Spotlight is actually the title of a movie, in reference to a sub group within The Boston Globe which specialize in investigative journalism. One of the subjects brought under their scrutiny was the pedophile priest John Georghan. The investigation was triggered by an allegation that the Boston Archbishop Cardinal Law was aware of the priest’s abusive behavior but chose to do nothing – other than move the priest from one parish to another.
The investigation led to a discovery of more abusive priests (the movie and further research could not arrive at an exact figure, but it was along the lines of ninety to two hundred), and more evidence of the Boston Archbishop’s knowledge of the abuses. It also led to a discovery of lawsuits and secret settlements, and a court order to seal records as a means to prevent the priest’s personnel information from being made public.
After a year long investigation on abuses that spanned a decade, the Spotlight went public with their discoveries, with an invitation to victims to tell their stories. This opens the floodgates to a series of accounts from adults who were subjected to sexual abuse from priests during their childhood.
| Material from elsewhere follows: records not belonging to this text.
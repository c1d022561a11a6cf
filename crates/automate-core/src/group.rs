//! Machine groups: one connected component of machines and containers.

use crate::container::Container;
use crate::id::{GroupId, LocationId};
use crate::machine::Machine;
use crate::storage::Storage;
use crate::tile::TilePosition;
use serde::Serialize;
use std::collections::BTreeSet;
use std::fmt;
use std::rc::Rc;

/// A connected set of machines and containers within one location.
///
/// Membership is fixed when the group is built. The scheduler may drive the
/// machines (`machines_mut`) but there is no way to add or remove members;
/// a change means discovery builds a new group.
pub struct MachineGroup {
    id: GroupId,
    location: LocationId,
    machines: Vec<Box<dyn Machine>>,
    containers: Vec<Rc<dyn Container>>,
    tiles: BTreeSet<TilePosition>,
}

impl MachineGroup {
    pub fn new(
        id: GroupId,
        location: LocationId,
        machines: Vec<Box<dyn Machine>>,
        containers: Vec<Rc<dyn Container>>,
        tiles: BTreeSet<TilePosition>,
    ) -> Self {
        Self {
            id,
            location,
            machines,
            containers,
            tiles,
        }
    }

    pub fn id(&self) -> GroupId {
        self.id
    }

    pub fn location(&self) -> &LocationId {
        &self.location
    }

    pub fn machines(&self) -> &[Box<dyn Machine>] {
        &self.machines
    }

    pub fn machines_mut(&mut self) -> &mut [Box<dyn Machine>] {
        &mut self.machines
    }

    pub fn containers(&self) -> &[Rc<dyn Container>] {
        &self.containers
    }

    /// Every tile the group covers, connectors included.
    pub fn tiles(&self) -> &BTreeSet<TilePosition> {
        &self.tiles
    }

    /// A fresh storage view over the group's containers.
    pub fn storage(&self) -> Storage {
        Storage::new(self.containers.iter().cloned())
    }

    /// Whether the group has anything for the scheduler to do.
    pub fn has_internal_automation(&self) -> bool {
        !self.machines.is_empty()
    }

    pub fn summary(&self) -> GroupSummary {
        GroupSummary {
            id: self.id,
            location: self.location.clone(),
            tiles: self.tiles.iter().copied().collect(),
            machines: self
                .machines
                .iter()
                .map(|m| MemberSummary {
                    name: m.machine_type().to_string(),
                    tile: m.area().origin,
                })
                .collect(),
            containers: self
                .containers
                .iter()
                .map(|c| MemberSummary {
                    name: c.name().to_string(),
                    tile: c.area().origin,
                })
                .collect(),
        }
    }
}

impl fmt::Debug for MachineGroup {
    fn fmt(&self, f: &mut fmt::Formatter<'_>) -> fmt::Result {
        f.debug_struct("MachineGroup")
            .field("id", &self.id)
            .field("location", &self.location)
            .field(
                "machines",
                &self.machines.iter().map(|m| m.machine_type()).collect::<Vec<_>>(),
            )
            .field(
                "containers",
                &self.containers.iter().map(|c| c.name()).collect::<Vec<_>>(),
            )
            .field("tiles", &self.tiles.len())
            .finish()
    }
}

// ---------------------------------------------------------------------------
// Summaries
// ---------------------------------------------------------------------------

/// A named group member and the tile it is anchored at.
#[derive(Debug, Clone, PartialEq, Eq, Serialize)]
pub struct MemberSummary {
    pub name: String,
    pub tile: TilePosition,
}

/// Read-only snapshot of a group. Owns no world state, so it can be handed to
/// observers on any thread.
#[derive(Debug, Clone, PartialEq, Eq, Serialize)]
pub struct GroupSummary {
    pub id: GroupId,
    pub location: LocationId,
    pub tiles: Vec<TilePosition>,
    pub machines: Vec<MemberSummary>,
    pub containers: Vec<MemberSummary>,
}

impl fmt::Display for GroupSummary {
    fn fmt(&self, f: &mut fmt::Formatter<'_>) -> fmt::Result {
        write!(
            f,
            "group {} in {}: {} machines, {} containers, {} tiles",
            self.id,
            self.location,
            self.machines.len(),
            self.containers.len(),
            self.tiles.len()
        )
    }
}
The intention of the film was to highlight the power of the press in bringing out in to the open what the powers that be would rather sweep under the rug. The film was graced with scenes of conflict between a press aimed at uncovering the truth by picking at issues that seem to be hiding behind a smoke screen, and the powers that are apparently reluctant to discuss such issues on the record.
Be that as it may, the incidental consequence of the movie cannot be ignored – it puts the hypocrisy plaguing the Catholic church under the spotlight. A religion whose leaders take a vow of celibacy, just to take the uncontrolled desires of the human flesh out on helpless children. A religion that prides itself in righteousness, is actually led by people who knowingly wrong their fellowmen. A religion that demands repentance of sins, but pretends no sins have been committed by their leaders.
Being raised in the Catholic faith and having gone to Catholic schools, I experienced first hand how their authorities brainwash children into submission by planting the belief that a priest *, being a man of God, can do no wrong. Therefore, if a priest commits a sexual act on a child too naive to object, it cannot possibly be wrong. Or, as one of the characters in the movie posed the question, who says no to God?
Hmmm….perhaps hypocrisy was an inaccurate description. Blasphemy is more like it.
* since I’ve made reference to personal experience, I’d like to add this side note as a deviation from the movie which vilified priests. Catholic nuns are no angels either. Their over the top self righteousness can be nauseating. Their imposition of corporal punishment can be inhuman. I got the impression they sincerely believed what they were doing was right as they saw themselves as a personification of God…yup, blasphemy at its worst.